The plane took off and we flew across the Atlantic, getting a few treats like coffee and crackers, until we approached the island. The first view was stunning. The multi-hued, aquamarine water surrounded the little island, shouting a blue-green coloured welcome. We’ve arrived.
The Barbados airport looked so modern compared to the Guyana international terminal. I suppose that when an island thrives on tourism it has to make a striking first impression. And it did. The climate as we stepped from the plane reminded us of Guyana, but with a hint of moisture in the air. It was a bit hot and humid, but there was a breeze blowing from the nearby ocean. We entered the baggage claim and were consumed by air conditioning.

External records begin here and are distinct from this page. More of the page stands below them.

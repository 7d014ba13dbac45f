// パス: src/repl/printer.rs
// 役割: ヘルプ・履歴・エイリアス一覧の表示ロジック
// 意図: メタコマンド間で表示形式を統一し、任意のライターへ描画できるようにする
// 関連ファイル: src/repl/commands.rs, src/history.rs, src/alias.rs
//! REPL で用いる表示ロジックを集約したモジュール。

use std::io::{self, Write};

use crate::alias::{AliasStore, SIGIL};
use crate::history::HistoryLog;

use super::commands::CommandSet;

/// 端末のクリア（画面消去 + カーソルを左上へ）。
pub(crate) const CLEAR_SCREEN: &str = "\x1b[2J\x1b[H";

const USAGE_WIDTH: usize = 22;

/// メタコマンド一覧を登録順に描画する。
pub(crate) fn render_help<W: Write + ?Sized>(out: &mut W, commands: &CommandSet) -> io::Result<()> {
    writeln!(out, "REPL meta-commands:")?;
    for cmd in commands.iter() {
        writeln!(
            out,
            "  {:<width$}{}",
            cmd.usage(),
            cmd.description(),
            width = USAGE_WIDTH
        )?;
    }
    writeln!(
        out,
        "  {:<width$}{}",
        "!N",
        "Recall command at position N",
        width = USAGE_WIDTH
    )
}

/// 履歴を 1 始まりの番号付きで描画する。
pub(crate) fn write_history<W: Write + ?Sized>(out: &mut W, history: &HistoryLog) -> io::Result<()> {
    for (idx, entry) in history.iter().enumerate() {
        writeln!(out, "{}: {}", idx + 1, entry)?;
    }
    Ok(())
}

/// エイリアスを定義順に描画する。
pub(crate) fn write_aliases<W: Write + ?Sized>(out: &mut W, aliases: &AliasStore) -> io::Result<()> {
    if aliases.is_empty() {
        return writeln!(out, "No aliases defined.");
    }
    for (name, expansion) in aliases.list() {
        writeln!(out, "{}{} = {}", SIGIL, name, expansion)?;
    }
    Ok(())
}
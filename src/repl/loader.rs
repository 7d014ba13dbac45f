// パス: src/repl/loader.rs
// 役割: バッチファイルを 1 行ずつ REPL の行処理へ流し込む
// 意図: 対話入力と同じ経路で実行し、失敗は行番号付きで集めて残りの行を続行する
// 関連ファイル: src/repl/pipeline.rs, src/repl/commands.rs, src/errors.rs
//! バッチファイルのロード処理

use std::fmt;
use std::fs;
use std::io::Write;
use std::path::{Path, PathBuf};

use tracing::{info, warn};

use crate::errors::{LineError, ReplError, ReplResult};

use super::cmd::ReplSession;
use super::commands::Flow;

/// ローダが使うファイル読み出しの抽象。
pub trait ReplIo {
    fn read_to_string(&self, path: &Path) -> ReplResult<String>;
}

/// ファイルシステムを直接読む既定実装。
#[derive(Debug, Default, Clone, Copy)]
pub struct FsIo;

impl ReplIo for FsIo {
    fn read_to_string(&self, path: &Path) -> ReplResult<String> {
        fs::read_to_string(path).map_err(|e| ReplError::open_failure(path, e))
    }
}

/// 1 ファイル分の実行結果。
#[derive(Debug)]
pub struct LoadReport {
    pub path: PathBuf,
    /// 成功した行数（空行とコメントは数えない）。
    pub executed: usize,
    pub errors: Vec<LineError>,
    /// ファイル中の `.exit` などでセッション終了が要求されたか。
    pub exit_requested: bool,
}

impl LoadReport {
    fn new(path: &Path) -> Self {
        Self {
            path: path.to_path_buf(),
            executed: 0,
            errors: Vec::new(),
            exit_requested: false,
        }
    }
}

impl fmt::Display for LoadReport {
    fn fmt(&self, f: &mut fmt::Formatter<'_>) -> fmt::Result {
        write!(
            f,
            "Loaded {} line(s) from {}",
            self.executed,
            self.path.display()
        )?;
        if !self.errors.is_empty() {
            write!(f, ", {} error(s)", self.errors.len())?;
        }
        Ok(())
    }
}

/// 循環検出用にパスを正規化する（解決できなければそのまま使う）。
fn load_key(path: &Path) -> PathBuf {
    fs::canonicalize(path).unwrap_or_else(|_| path.to_path_buf())
}

impl ReplSession {
    /// ファイルの各行を実行する。
    ///
    /// ファイル自体が読めない場合や読み込み中のファイルを再度読もうとした場合のみ `Err`。
    /// 行ごとの失敗は `LoadReport::errors` に集める。`echo_errors` が真なら失敗行と集計も表示する。
    pub fn load_file(&mut self, path: &Path, echo_errors: bool) -> ReplResult<LoadReport> {
        let key = load_key(path);
        if self.loading.iter().any(|(active, _)| *active == key) {
            return Err(ReplError::RecursiveLoad(path.to_path_buf()));
        }
        let source = self.io.read_to_string(path)?;
        self.loading.push((key, echo_errors));
        let report = self.run_source(path, &source, echo_errors);
        self.loading.pop();
        let report = report?;
        info!(
            path = %path.display(),
            executed = report.executed,
            errors = report.errors.len(),
            "batch file loaded"
        );
        if echo_errors {
            writeln!(self.out, "{}", report)?;
        }
        Ok(report)
    }

    /// `load_file` を実行し、終了要求の有無だけを返す。
    ///
    /// 別のファイルの読み込み中に呼ばれた場合、行エラーは外側の報告へ引き継ぐ。
    pub fn run_file(&mut self, path: &Path, echo_errors: bool) -> ReplResult<Flow> {
        let report = self.load_file(path, echo_errors)?;
        if !self.loading.is_empty() {
            self.nested_errors.extend(report.errors);
        }
        Ok(if report.exit_requested {
            Flow::Exit
        } else {
            Flow::Continue
        })
    }

    /// メタコマンドから読み込む際のエラー表示設定。
    ///
    /// 対話入力からなら表示し、ファイル中の `.load` なら外側の設定を引き継ぐ。
    pub(crate) fn batch_echo(&self) -> bool {
        self.loading.last().map_or(true, |(_, echo)| *echo)
    }

    fn run_source(
        &mut self,
        path: &Path,
        source: &str,
        echo_errors: bool,
    ) -> ReplResult<LoadReport> {
        let mut report = LoadReport::new(path);
        for (idx, raw) in source.lines().enumerate() {
            let line = raw.trim();
            if line.is_empty() || line.starts_with('#') {
                continue;
            }
            let outcome = self.process_line(line);
            report.errors.append(&mut self.nested_errors);
            match outcome {
                Ok(Flow::Continue) => report.executed += 1,
                Ok(Flow::Exit) => {
                    report.executed += 1;
                    report.exit_requested = true;
                    break;
                }
                Err(error) => {
                    let failure = LineError {
                        path: path.to_path_buf(),
                        line: idx + 1,
                        error,
                    };
                    warn!(error = %failure, "batch line failed");
                    if echo_errors {
                        writeln!(self.err, "Error in {}", failure)?;
                    }
                    report.errors.push(failure);
                }
            }
        }
        Ok(report)
    }
}

#[cfg(test)]
mod tests {
    use super::{LoadReport, ReplIo};
    use crate::config::ReplConfig;
    use crate::errors::{ReplError, ReplResult};
    use crate::interpreter::EchoInterpreter;
    use crate::repl::cmd::ReplSession;
    use std::collections::HashMap;
    use std::io;
    use std::path::{Path, PathBuf};

    /// メモリ上のファイル表。
    struct MemIo(HashMap<PathBuf, String>);

    impl ReplIo for MemIo {
        fn read_to_string(&self, path: &Path) -> ReplResult<String> {
            self.0
                .get(path)
                .cloned()
                .ok_or_else(|| ReplError::FileNotFound(path.to_path_buf()))
        }
    }

    fn session(files: &[(&str, &str)]) -> ReplSession {
        let table = files
            .iter()
            .map(|(p, s)| (PathBuf::from(p), s.to_string()))
            .collect();
        ReplSession::new(ReplConfig::default(), EchoInterpreter)
            .with_output(io::sink(), io::sink())
            .with_io(MemIo(table))
    }

    #[test]
    /// コメント・空行を飛ばし、失敗行を物理行番号付きで集めることを確認する。
    fn collects_line_errors_and_continues() {
        let mut s = session(&[(
            "batch.txt",
            "# setup\n.alias @a = 1\n\nprint @a\n.alias junk\nprint 2\n",
        )]);
        let report = s.load_file(Path::new("batch.txt"), false).unwrap();
        assert_eq!(report.executed, 3);
        assert_eq!(report.errors.len(), 1);
        assert_eq!(report.errors[0].line, 5);
        assert!(matches!(report.errors[0].error, ReplError::MalformedAlias(_)));
        assert!(!report.exit_requested);
        assert_eq!(
            report.to_string(),
            "Loaded 3 line(s) from batch.txt, 1 error(s)"
        );
    }

    #[test]
    /// `.exit` で残りの行を実行せずに終了要求を返すことを確認する。
    fn exit_stops_the_file() {
        let mut s = session(&[("stop.txt", "one\n.exit\ntwo\n")]);
        let report = s.load_file(Path::new("stop.txt"), true).unwrap();
        assert!(report.exit_requested);
        assert_eq!(report.executed, 2);
        assert_eq!(s.history().iter().collect::<Vec<_>>(), vec!["one", ".exit"]);
    }

    #[test]
    /// 自分自身を読み込むファイルが循環として行エラーになることを検証する。
    fn recursive_load_is_rejected() {
        let mut s = session(&[("self.txt", ".load self.txt\nok\n")]);
        let report = s.load_file(Path::new("self.txt"), false).unwrap();
        assert_eq!(report.executed, 1);
        assert!(matches!(
            report.errors[0].error,
            ReplError::RecursiveLoad(ref p) if p == Path::new("self.txt")
        ));
        assert!(s.loading.is_empty());
    }

    #[test]
    /// 入れ子の読み込みが外側の表示設定を引き継ぎ、行エラーを外側へ合流させることを検証する。
    fn nested_load_inherits_echo_and_merges_errors() {
        let mut s = session(&[
            ("outer.txt", "first\n.load inner.txt\nlast\n"),
            ("inner.txt", "@missing\nfine\n"),
        ]);
        assert!(s.batch_echo());
        let report = s.load_file(Path::new("outer.txt"), false).unwrap();
        assert_eq!(report.executed, 3);
        assert_eq!(report.errors.len(), 1);
        assert_eq!(report.errors[0].path, PathBuf::from("inner.txt"));
        assert_eq!(report.errors[0].line, 1);
        assert!(s.nested_errors.is_empty());
    }

    #[test]
    /// 存在しないファイルはファイル単位のエラーになることを確認する。
    fn missing_file_is_an_error() {
        let mut s = session(&[]);
        assert!(matches!(
            s.load_file(Path::new("nope.txt"), true),
            Err(ReplError::FileNotFound(_))
        ));
    }

    #[test]
    /// 成功のみのレポートはエラー件数を表示しないことを確認する。
    fn summary_without_errors() {
        let report = LoadReport::new(Path::new("a.txt"));
        assert_eq!(report.to_string(), "Loaded 0 line(s) from a.txt");
    }
}
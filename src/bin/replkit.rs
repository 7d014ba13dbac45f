// パス: src/bin/replkit.rs
// 役割: Binary entrypoint that launches the REPL with the echo interpreter
// 意図: Offer a CLI executable for trying the engine without a host language
// 関連ファイル: src/cli.rs, src/interpreter.rs, src/lib.rs
use std::process::ExitCode;

use replkit::interpreter::EchoInterpreter;

fn main() -> ExitCode {
    replkit::cli::repl(EchoInterpreter, std::env::args_os())
}
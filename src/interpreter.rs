// パス: src/interpreter.rs
// 役割: ホストが差し込む行インタプリタの能力契約と既定実装
// 意図: 継承ではなくトレイトで eval / keywords の 2 能力だけを要求する
// 関連ファイル: src/repl/pipeline.rs, src/complete.rs, src/cli.rs
//! インタプリタの能力契約。

use std::collections::BTreeSet;
use std::io::Write;

use once_cell::sync::Lazy;

use crate::errors::InterpreterError;

/// REPL が評価を委譲する相手。
///
/// `eval` の出力先はセッションの標準出力で、エンジン側のメッセージと順序が揃う。
/// `keywords` は補完にのみ使われ、既定では空集合。
pub trait Interpreter {
    fn eval(&mut self, line: &str, out: &mut dyn Write) -> Result<(), InterpreterError>;

    fn keywords(&self) -> BTreeSet<String> {
        BTreeSet::new()
    }
}

/// クロージャもそのままインタプリタとして使える（キーワードなし）。
impl<F> Interpreter for F
where
    F: FnMut(&str, &mut dyn Write) -> Result<(), InterpreterError>,
{
    fn eval(&mut self, line: &str, out: &mut dyn Write) -> Result<(), InterpreterError> {
        self(line, out)
    }
}

static ECHO_KEYWORDS: Lazy<BTreeSet<String>> = Lazy::new(|| {
    ["print", "dup", "drop", "swap"]
        .into_iter()
        .map(String::from)
        .collect()
});

/// インタプリタが指定されなかったときに使う、入力をそのまま表示する実装。
#[derive(Debug, Default, Clone, Copy)]
pub struct EchoInterpreter;

impl Interpreter for EchoInterpreter {
    fn eval(&mut self, line: &str, out: &mut dyn Write) -> Result<(), InterpreterError> {
        writeln!(out, "You typed: {}", line)?;
        Ok(())
    }

    fn keywords(&self) -> BTreeSet<String> {
        ECHO_KEYWORDS.clone()
    }
}

#[cfg(test)]
mod tests {
    use super::{EchoInterpreter, Interpreter};
    use crate::errors::InterpreterError;
    use std::io::Write;

    #[test]
    /// 既定インタプリタが入力を復唱し、固定のキーワードを持つことを確認する。
    fn echo_interpreter_repeats_input() {
        let mut interp = EchoInterpreter;
        let mut out = Vec::new();
        interp.eval("dup 1", &mut out).unwrap();
        assert_eq!(String::from_utf8(out).unwrap(), "You typed: dup 1\n");
        assert!(interp.keywords().contains("swap"));
        assert_eq!(interp.keywords().len(), 4);
    }

    #[test]
    /// クロージャがインタプリタとして振る舞い、キーワードは空になることを確認する。
    fn closures_are_interpreters() {
        let mut seen = Vec::new();
        {
            let mut interp = |line: &str, _out: &mut dyn Write| -> Result<(), InterpreterError> {
                seen.push(line.to_string());
                if line == "boom" {
                    return Err("exploded".into());
                }
                Ok(())
            };
            let mut sink = Vec::new();
            assert!(Interpreter::eval(&mut interp, "ok", &mut sink).is_ok());
            let err = Interpreter::eval(&mut interp, "boom", &mut sink).unwrap_err();
            assert_eq!(err.to_string(), "exploded");
            assert!(Interpreter::keywords(&interp).is_empty());
        }
        assert_eq!(seen, vec!["ok", "boom"]);
    }
}
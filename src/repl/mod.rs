// パス: src/repl/mod.rs
// 役割: Facade over the REPL session, meta-commands, batch loader and line editor
// 意図: Expose ReplSession and the command surface while keeping the per-line pipeline private
// 関連ファイル: src/repl/cmd.rs, src/repl/loader.rs, src/bin/replkit.rs
//! 対話環境を構成するモジュール群をまとめたファサード。
//!
//! 入力・行処理・メタコマンド・表示を役割ごとに分け、外部には最小限の API のみを公開する。
//! - `cmd`: セッション状態とメインループ
//! - `commands`: メタコマンドの契約と組み込みコマンド
//! - `loader`: バッチファイルの実行
//! - `line_editor`: 端末の行編集と補完
//! - `printer`: ユーザー向けの表示ロジック
//! - `util`: REPL 内部の軽量ユーティリティ

pub mod cmd;
pub mod commands;
pub mod line_editor;
pub mod loader;
mod pipeline;
mod printer;
pub(crate) mod util;

pub use cmd::{LineSource, ReplSession};
pub use commands::{CommandSet, Flow, FnCommand, MetaCommand};
pub use line_editor::{LineContext, LineEditor, ReadResult};
pub use loader::{FsIo, LoadReport, ReplIo};
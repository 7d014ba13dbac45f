// パス: src/repl/cmd.rs
// 役割: REPL セッション状態の保持と対話ループの駆動
// 意図: 入力取得・行処理・永続化を 1 つのセッションオブジェクトに閉じ込め、テストで差し替え可能にする
// 関連ファイル: src/repl/pipeline.rs, src/repl/commands.rs, src/repl/loader.rs, src/repl/line_editor.rs
//! REPL のセッション管理と対話ループ。
//!
//! セッションはプロンプト・ウェルカム文・インタプリタ・メタコマンド列・エイリアス・履歴・
//! 起動ファイルをまとめて所有する。グローバル状態は持たないため、テストでは複数の
//! セッションを同時に扱える。

use std::io::{self, Write};
use std::path::{Path, PathBuf};
use std::rc::Rc;

use tracing::{info, warn};

use crate::alias::AliasStore;
use crate::complete::Completer;
use crate::config::ReplConfig;
use crate::errors::{LineError, ReplError, ReplResult};
use crate::history::HistoryLog;
use crate::interpreter::Interpreter;

use super::commands::{CommandSet, Flow, MetaCommand};
use super::line_editor::{LineContext, LineEditor, ReadResult};
use super::loader::{FsIo, ReplIo};

/// 対話ループへ 1 行ずつ入力を供給する相手（端末・スクリプトなど）。
pub trait LineSource {
    fn read_line(&mut self, prompt: &str, ctx: &LineContext<'_>) -> io::Result<ReadResult>;
}

/// REPL の全状態をまとめて保持するセッション。
pub struct ReplSession {
    prompt: String,
    welcome: String,
    aliases: AliasStore,
    history: HistoryLog,
    startup_file: Option<PathBuf>,
    history_file: Option<PathBuf>,
    alias_file: Option<PathBuf>,
    pub(crate) interpreter: Box<dyn Interpreter>,
    commands: CommandSet,
    pub(crate) io: Box<dyn ReplIo>,
    pub(crate) out: Box<dyn Write>,
    pub(crate) err: Box<dyn Write>,
    /// 読み込み中のファイルとそのエラー表示設定（入れ子の `.load` 用）。
    pub(crate) loading: Vec<(PathBuf, bool)>,
    /// 入れ子の読み込みで起きた行エラー。外側のファイルの報告へ合流させる。
    pub(crate) nested_errors: Vec<LineError>,
}

impl ReplSession {
    /// 構成とインタプリタからセッションを構築する（ファイルには触れない）。
    pub fn new(config: ReplConfig, interpreter: impl Interpreter + 'static) -> Self {
        Self {
            prompt: config.prompt,
            welcome: config.welcome,
            aliases: AliasStore::new(),
            history: HistoryLog::with_capacity(config.history_length),
            startup_file: config.startup_file,
            history_file: config.history_file,
            alias_file: config.alias_file,
            interpreter: Box::new(interpreter),
            commands: CommandSet::builtin(),
            io: Box::new(FsIo),
            out: Box::new(io::stdout()),
            err: Box::new(io::stderr()),
            loading: Vec::new(),
            nested_errors: Vec::new(),
        }
    }

    /// 出力先を差し替える。
    pub fn with_output(mut self, out: impl Write + 'static, err: impl Write + 'static) -> Self {
        self.out = Box::new(out);
        self.err = Box::new(err);
        self
    }

    /// バッチファイルの読み込み元を差し替える。
    pub fn with_io(mut self, io: impl ReplIo + 'static) -> Self {
        self.io = Box::new(io);
        self
    }

    /// メタコマンド列を丸ごと差し替える。
    pub fn with_commands(mut self, commands: CommandSet) -> Self {
        self.commands = commands;
        self
    }

    /// ホストのメタコマンドを組み込みより優先して登録する。
    pub fn add_command(&mut self, command: impl MetaCommand + 'static) {
        self.commands.insert_host(Rc::new(command));
    }

    pub fn prompt(&self) -> &str {
        &self.prompt
    }

    pub fn welcome(&self) -> &str {
        &self.welcome
    }

    pub fn aliases(&self) -> &AliasStore {
        &self.aliases
    }

    pub fn aliases_mut(&mut self) -> &mut AliasStore {
        &mut self.aliases
    }

    pub fn history(&self) -> &HistoryLog {
        &self.history
    }

    pub fn history_mut(&mut self) -> &mut HistoryLog {
        &mut self.history
    }

    pub fn commands(&self) -> &CommandSet {
        &self.commands
    }

    pub fn startup_file(&self) -> Option<&Path> {
        self.startup_file.as_deref()
    }

    pub fn set_startup_file(&mut self, path: impl Into<PathBuf>) {
        self.startup_file = Some(path.into());
    }

    pub fn out(&mut self) -> &mut dyn Write {
        &mut *self.out
    }

    pub fn err(&mut self) -> &mut dyn Write {
        &mut *self.err
    }

    pub(crate) fn history_and_out(&mut self) -> (&HistoryLog, &mut dyn Write) {
        (&self.history, &mut *self.out)
    }

    pub(crate) fn aliases_and_out(&mut self) -> (&AliasStore, &mut dyn Write) {
        (&self.aliases, &mut *self.out)
    }

    /// 現在の状態から補完器を作る。
    pub fn completer(&self) -> Completer<'_> {
        Completer::new(&*self.interpreter, &self.commands, &self.aliases, &self.history)
    }

    /// 永続化された履歴とエイリアスを読み込む。存在しないファイルは警告のみ。
    pub fn open(&mut self) -> io::Result<()> {
        if let Some(path) = self.history_file.clone() {
            match self.history.load(&path) {
                Ok(()) => {}
                Err(ReplError::FileNotFound(_)) => {
                    warn!(path = %path.display(), "history file not found")
                }
                Err(e) => self.report(&e)?,
            }
        }
        if let Some(path) = self.alias_file.clone() {
            match self.aliases.load(&path) {
                Ok(failures) => {
                    for failure in failures {
                        writeln!(self.err, "Error in aliases file {}", failure)?;
                    }
                }
                Err(ReplError::FileNotFound(_)) => {
                    warn!(path = %path.display(), "aliases file not found")
                }
                Err(e) => self.report(&e)?,
            }
        }
        Ok(())
    }

    /// 起動ファイルがあれば実行する。行ごとのエラーは表示せず記録のみ。
    pub fn run_startup(&mut self) -> ReplResult<Flow> {
        match self.startup_file.clone() {
            Some(path) => self.run_file(&path, false),
            None => Ok(Flow::Continue),
        }
    }

    /// 履歴とエイリアスを保存する。失敗は報告するが中断はしない。
    pub fn persist(&mut self) {
        if let Some(path) = self.history_file.clone() {
            if let Err(e) = self.history.save(&path) {
                let _ = self.report(&e);
            }
        }
        if let Some(path) = self.alias_file.clone() {
            if let Err(e) = self.aliases.save(&path) {
                let _ = self.report(&e);
            }
        }
        let _ = self.out.flush();
    }

    /// エラーを利用者向けに表示する。
    pub fn report(&mut self, err: &ReplError) -> io::Result<()> {
        warn!(error = %err, "REPL command failed");
        writeln!(self.err, "Error: {}", err)?;
        self.err.flush()
    }

    /// 端末の行エディタで対話ループを実行する。
    pub fn run(&mut self) -> io::Result<()> {
        let mut editor = LineEditor::new()?;
        self.run_with(&mut editor)
    }

    /// 任意の入力源で対話ループを実行し、終了時（エラー時を含む）に状態を保存する。
    pub fn run_with(&mut self, source: &mut dyn LineSource) -> io::Result<()> {
        info!(prompt = %self.prompt, "REPL session started");
        let result = self.drive(source);
        self.persist();
        info!(history = self.history.len(), aliases = self.aliases.len(), "REPL session ended");
        result
    }

    fn drive(&mut self, source: &mut dyn LineSource) -> io::Result<()> {
        if !self.welcome.is_empty() {
            writeln!(self.out, "{}", self.welcome)?;
        }
        let mut interrupted = false;
        loop {
            self.out.flush()?;
            let read = {
                let ctx = LineContext {
                    history: &self.history,
                    completer: self.completer(),
                };
                source.read_line(&self.prompt, &ctx)
            };
            match read {
                Ok(ReadResult::Line(line)) => {
                    interrupted = false;
                    match self.process_line(&line) {
                        Ok(Flow::Continue) => {}
                        Ok(Flow::Exit) => break,
                        Err(e) => self.report(&e)?,
                    }
                }
                // 2 回続けて割り込まれたら終了する。
                Ok(ReadResult::Interrupted) if interrupted => {
                    writeln!(self.out, "\nBye!")?;
                    break;
                }
                Ok(ReadResult::Interrupted) => {
                    interrupted = true;
                    writeln!(self.out, "\nUse .exit, .quit or Ctrl-D to leave.")?;
                }
                Ok(ReadResult::Eof) => {
                    writeln!(self.out, "\nBye!")?;
                    break;
                }
                Err(e) => {
                    writeln!(self.err, "input error: {}", e)?;
                    break;
                }
            }
        }
        self.out.flush()
    }
}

Barbados is a 14 by 21 mile island nestled between the Atlantic Ocean and the Caribbean Sea. We stayed on the west side of the island southeast of Bridgetown in a place called St. Lawrence Gap on the Caribbean side. It’s not too big, but it has plenty to offer. The currency is the Barbados Dollar which is locked to the value of the US Dollar, however, it’s 2 Barbados to one US—thus it was easy to exchange the prices when we arrived (we stayed away from the Guyanese rate…they don’t even accept Guyanese currency on the island, and, plus, we were on vacation!)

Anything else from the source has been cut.